Set down exactly the lines from the one containing "fn fmt(&self, f: &mut" through the last line of the data below, and no others.

########

use std::any::Any;
use std::collections::HashSet;
use std::io::Read;
use std::sync::Arc;
use std::time::SystemTime;

use super::{
    check_enum_field, check_kind, no_message_context, object_delegate, resolve_field, to_epoch_millis, Scalar,
    ScalarKind,
};
use crate::context::{MarshallerDelegate, SerializationContext};
use crate::descriptors::{FieldDescriptor, MessageDescriptor, Type};
use crate::error::{ProtoStreamError, Result};
use crate::wire::{RawProtoStreamWriter, WireType};

/// Bookkeeping for one message being written.
#[derive(Debug)]
struct WriteMessageContext {
    descriptor: Arc<MessageDescriptor>,
    written: HashSet<u32>,
    max_seen: u32,
}

impl WriteMessageContext {
    fn new(descriptor: Arc<MessageDescriptor>) -> Self {
        Self {
            descriptor,
            written: HashSet::new(),
            max_seen: 0,
        }
    }
}

/// Writes the fields of a message by name, validating each write against the
/// message descriptor.
///
/// A writer is created per top-level marshalling call and handed to
/// [`MessageMarshaller::write_to`](crate::MessageMarshaller::write_to).
/// Writing an absent optional value is a no-op; writing an absent required
/// value fails with [`ProtoStreamError::RequiredFieldMissing`].
pub struct ProtoStreamWriter<'c> {
    ctx: &'c SerializationContext,
    root: RawProtoStreamWriter,
    nested: Vec<RawProtoStreamWriter>,
    contexts: Vec<WriteMessageContext>,
    raw_depth: usize,
}

impl<'c> ProtoStreamWriter<'c> {
    pub(crate) fn new(ctx: &'c SerializationContext) -> Self {
        Self {
            ctx,
            root: RawProtoStreamWriter::new(),
            nested: Vec::new(),
            contexts: Vec::new(),
            raw_depth: 0,
        }
    }

    pub(crate) fn into_output(self) -> RawProtoStreamWriter {
        self.root
    }

    /// Returns the serialization context this writer belongs to.
    pub fn serialization_context(&self) -> &'c SerializationContext {
        self.ctx
    }

    /// Returns the raw sink of the message currently being written.
    ///
    /// Bytes written here bypass schema validation. Intended for
    /// [`RawProtobufMarshaller`](crate::RawProtobufMarshaller) implementations.
    pub fn raw_output(&mut self) -> &mut RawProtoStreamWriter {
        self.nested.last_mut().unwrap_or(&mut self.root)
    }

    /// Returns the current nesting depth: open message contexts plus raw
    /// marshaller calls in progress.
    pub fn depth(&self) -> usize {
        self.contexts.len() + self.raw_depth
    }

    fn check_depth(&self) -> Result<()> {
        let max_depth = self.ctx.config().max_nesting_depth();
        if self.depth() >= max_depth {
            return Err(ProtoStreamError::MaxDepthExceeded(max_depth));
        }
        Ok(())
    }

    /// Counts a raw marshaller call towards the nesting depth.
    pub(crate) fn enter_raw(&mut self) -> Result<()> {
        self.check_depth()?;
        self.raw_depth += 1;
        Ok(())
    }

    pub(crate) fn exit_raw(&mut self) {
        self.raw_depth = self.raw_depth.saturating_sub(1);
    }

    pub(crate) fn push_context(
        &mut self,
        field: Option<&FieldDescriptor>,
        descriptor: Arc<MessageDescriptor>,
    ) -> Result<()> {
        self.check_depth()?;
        tracing::trace!(
            "writing {} for field {}",
            descriptor.full_name(),
            field.map_or("<top-level>", |f| f.full_name())
        );
        self.contexts.push(WriteMessageContext::new(descriptor));
        Ok(())
    }

    pub(crate) fn pop_context(&mut self) {
        self.contexts.pop();
    }

    /// Marshalls `value` with `delegate` into a fresh buffer and returns it.
    pub(crate) fn marshall_detached(
        &mut self,
        delegate: &MarshallerDelegate,
        value: &dyn Any,
    ) -> Result<RawProtoStreamWriter> {
        self.nested.push(RawProtoStreamWriter::new());
        let result = delegate.marshall(None, value, self);
        let body = self.nested.pop().unwrap_or_default();
        result.map(|_| body)
    }

    fn current_descriptor(&self, name: &str) -> Result<Arc<MessageDescriptor>> {
        self.contexts
            .last()
            .map(|c| Arc::clone(&c.descriptor))
            .ok_or_else(|| no_message_context(name))
    }

    fn mark_written(&mut self, field: &FieldDescriptor) -> Result<()> {
        let log = self.ctx.config().log_out_of_sequence_writes();
        let context = self
            .contexts
            .last_mut()
            .ok_or_else(|| no_message_context(field.name()))?;
        let number = field.number();
        if !context.written.insert(number) {
            return Err(ProtoStreamError::DuplicateField {
                field: field.full_name().to_string(),
            });
        }
        if log && context.max_seen > number {
            tracing::warn!(
                "field {} was written out of sequence and will lead to sub-optimal read time",
                field.full_name()
            );
        }
        context.max_seen = context.max_seen.max(number);
        Ok(())
    }

    fn check_field_write(&mut self, field: &FieldDescriptor) -> Result<()> {
        if field.is_repeated() {
            return Err(ProtoStreamError::wrong_cardinality(
                field.full_name(),
                "repeated fields must be written with write_collection or write_array",
            ));
        }
        self.mark_written(field)
    }

    fn check_repeated_field_write(&mut self, field: &FieldDescriptor) -> Result<()> {
        if !field.is_repeated() {
            return Err(ProtoStreamError::wrong_cardinality(
                field.full_name(),
                "only repeated fields can be written as a collection",
            ));
        }
        self.mark_written(field)
    }

    fn write_scalar(&mut self, name: &str, kind: ScalarKind, value: Option<Scalar<'_>>) -> Result<()> {
        let descriptor = self.current_descriptor(name)?;
        let field = resolve_field(&descriptor, name)?;
        let Some(value) = value else {
            return absent(field);
        };
        self.check_field_write(field)?;
        check_kind(field, kind)?;
        value.encode(self.raw_output(), field)
    }

    /// Writes an int value to an int32, uint32, sint32, fixed32 or sfixed32
    /// field.
    pub fn write_int(&mut self, name: &str, value: i32) -> Result<()> {
        self.write_scalar(name, ScalarKind::Int, Some(Scalar::Int(value)))
    }

    /// Writes an optional int value.
    pub fn write_nullable_int(&mut self, name: &str, value: Option<i32>) -> Result<()> {
        self.write_scalar(name, ScalarKind::Int, value.map(Scalar::Int))
    }

    /// Writes a long value to an int64, uint64, sint64, fixed64 or sfixed64
    /// field.
    pub fn write_long(&mut self, name: &str, value: i64) -> Result<()> {
        self.write_scalar(name, ScalarKind::Long, Some(Scalar::Long(value)))
    }

    /// Writes an optional long value.
    pub fn write_nullable_long(&mut self, name: &str, value: Option<i64>) -> Result<()> {
        self.write_scalar(name, ScalarKind::Long, value.map(Scalar::Long))
    }

    /// Writes a double field.
    pub fn write_double(&mut self, name: &str, value: f64) -> Result<()> {
        self.write_scalar(name, ScalarKind::Double, Some(Scalar::Double(value)))
    }

    /// Writes an optional double field.
    pub fn write_nullable_double(&mut self, name: &str, value: Option<f64>) -> Result<()> {
        self.write_scalar(name, ScalarKind::Double, value.map(Scalar::Double))
    }

    /// Writes a float field.
    pub fn write_float(&mut self, name: &str, value: f32) -> Result<()> {
        self.write_scalar(name, ScalarKind::Float, Some(Scalar::Float(value)))
    }

    /// Writes an optional float field.
    pub fn write_nullable_float(&mut self, name: &str, value: Option<f32>) -> Result<()> {
        self.write_scalar(name, ScalarKind::Float, value.map(Scalar::Float))
    }

    /// Writes a bool field.
    pub fn write_bool(&mut self, name: &str, value: bool) -> Result<()> {
        self.write_scalar(name, ScalarKind::Bool, Some(Scalar::Bool(value)))
    }

    /// Writes an optional bool field.
    pub fn write_nullable_bool(&mut self, name: &str, value: Option<bool>) -> Result<()> {
        self.write_scalar(name, ScalarKind::Bool, value.map(Scalar::Bool))
    }

    /// Writes a string field.
    pub fn write_string(&mut self, name: &str, value: Option<&str>) -> Result<()> {
        self.write_scalar(name, ScalarKind::String, value.map(Scalar::Str))
    }

    /// Writes a bytes field.
    pub fn write_bytes(&mut self, name: &str, value: Option<&[u8]>) -> Result<()> {
        self.write_scalar(name, ScalarKind::Bytes, value.map(Scalar::Bytes))
    }

    /// Writes a bytes field from everything `input` yields.
    ///
    /// The length prefix is only known once `input` is exhausted, so the
    /// content is buffered before it is written.
    pub fn write_bytes_from<R: Read>(&mut self, name: &str, mut input: R) -> Result<()> {
        let descriptor = self.current_descriptor(name)?;
        let field = resolve_field(&descriptor, name)?;
        self.check_field_write(field)?;
        check_kind(field, ScalarKind::Bytes)?;
        let mut content = Vec::new();
        input.read_to_end(&mut content)?;
        self.raw_output().write_bytes(field.number(), &content);
        Ok(())
    }

    /// Writes a timestamp as milliseconds since the Unix epoch to a 64-bit
    /// integer field.
    pub fn write_date(&mut self, name: &str, value: Option<SystemTime>) -> Result<()> {
        self.write_nullable_long(name, value.map(to_epoch_millis))
    }

    /// Writes a message, group or enum value.
    ///
    /// The marshaller registered for `T` must handle the type named by the
    /// field descriptor.
    pub fn write_object<T: Any>(&mut self, name: &str, value: Option<&T>) -> Result<()> {
        let descriptor = self.current_descriptor(name)?;
        let field = resolve_field(&descriptor, name)?;
        let Some(value) = value else {
            return absent(field);
        };
        self.check_field_write(field)?;
        let delegate = object_delegate::<T>(self.ctx, field)?;
        self.write_nested(field, &delegate, value)
    }

    /// Writes an enum value. The field must be declared as an enum.
    pub fn write_enum<T: Any>(&mut self, name: &str, value: Option<&T>) -> Result<()> {
        let descriptor = self.current_descriptor(name)?;
        check_enum_field(resolve_field(&descriptor, name)?)?;
        self.write_object(name, value)
    }

    /// Writes every element of `values` to a repeated field, one occurrence
    /// per element.
    ///
    /// Elements may be scalars (`i32`, `i64`, `f64`, `f32`, `bool`, `String`,
    /// `&'static str`, `Vec<u8>`) or values of a registered type. `None` is a
    /// no-op.
    pub fn write_collection<'v, T, I>(&mut self, name: &str, values: Option<I>) -> Result<()>
    where
        T: Any,
        I: IntoIterator<Item = &'v T>,
    {
        let descriptor = self.current_descriptor(name)?;
        let field = resolve_field(&descriptor, name)?;
        let Some(values) = values else {
            return Ok(());
        };
        self.check_repeated_field_write(field)?;

        match field.field_type() {
            Type::Message | Type::Group | Type::Enum => {
                let delegate = object_delegate::<T>(self.ctx, field)?;
                for value in values {
                    self.write_nested(field, &delegate, value)?;
                }
            }
            _ => {
                for value in values {
                    let scalar = Scalar::from_any(value).ok_or_else(|| {
                        ProtoStreamError::type_mismatch(
                            field.full_name(),
                            format!(
                                "declared type {} cannot hold a {}",
                                field.field_type(),
                                std::any::type_name::<T>()
                            ),
                        )
                    })?;
                    scalar.encode(self.raw_output(), field)?;
                }
            }
        }
        Ok(())
    }

    /// Writes every element of a slice to a repeated field.
    pub fn write_array<T: Any>(&mut self, name: &str, values: Option<&[T]>) -> Result<()> {
        self.write_collection(name, values.map(<[T]>::iter))
    }

    fn write_nested(
        &mut self,
        field: &FieldDescriptor,
        delegate: &MarshallerDelegate,
        value: &dyn Any,
    ) -> Result<()> {
        let number = field.number();
        match field.field_type() {
            Type::Message => {
                self.nested.push(RawProtoStreamWriter::new());
                let result = delegate.marshall(Some(field), value, self);
                let body = self.nested.pop().unwrap_or_default();
                result?;
                self.raw_output().write_bytes(number, body.as_bytes());
            }
            Type::Group => {
                self.raw_output().write_tag(number, WireType::StartGroup);
                delegate.marshall(Some(field), value, self)?;
                self.raw_output().write_tag(number, WireType::EndGroup);
            }
            _ => {
                let encoded = delegate.encode_enum(field.full_name(), value)?;
                self.raw_output().write_enum(number, encoded);
            }
        }
        Ok(())
    }
}

fn absent(field: &FieldDescriptor) -> Result<()> {
    if field.is_required() {
        Err(ProtoStreamError::required_missing(field.full_name()))
    } else {
        Ok(())
    }
}

impl std::fmt::Debug for ProtoStreamWriter<'_> {
    fn fmt(&self, f: &mut std::fmt::Formatter<'_>) -> std::fmt::Result {
        f.debug_struct("ProtoStreamWriter")
            .field("depth", &self.depth())
            .field(
                "message",
                &self.contexts.last().map(|c| c.descriptor.full_name()),
            )
            .finish()
    }
}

########

• **ANSWER SECTION**
    fn fmt(&self, f: &mut std::fmt::Formatter<'_>) -> std::fmt::Result {
        f.debug_struct("ProtoStreamWriter")
            .field("depth", &self.depth())
            .field(
                "message",
                &self.contexts.last().map(|c| c.descriptor.full_name()),
            )
            .finish()
    }
}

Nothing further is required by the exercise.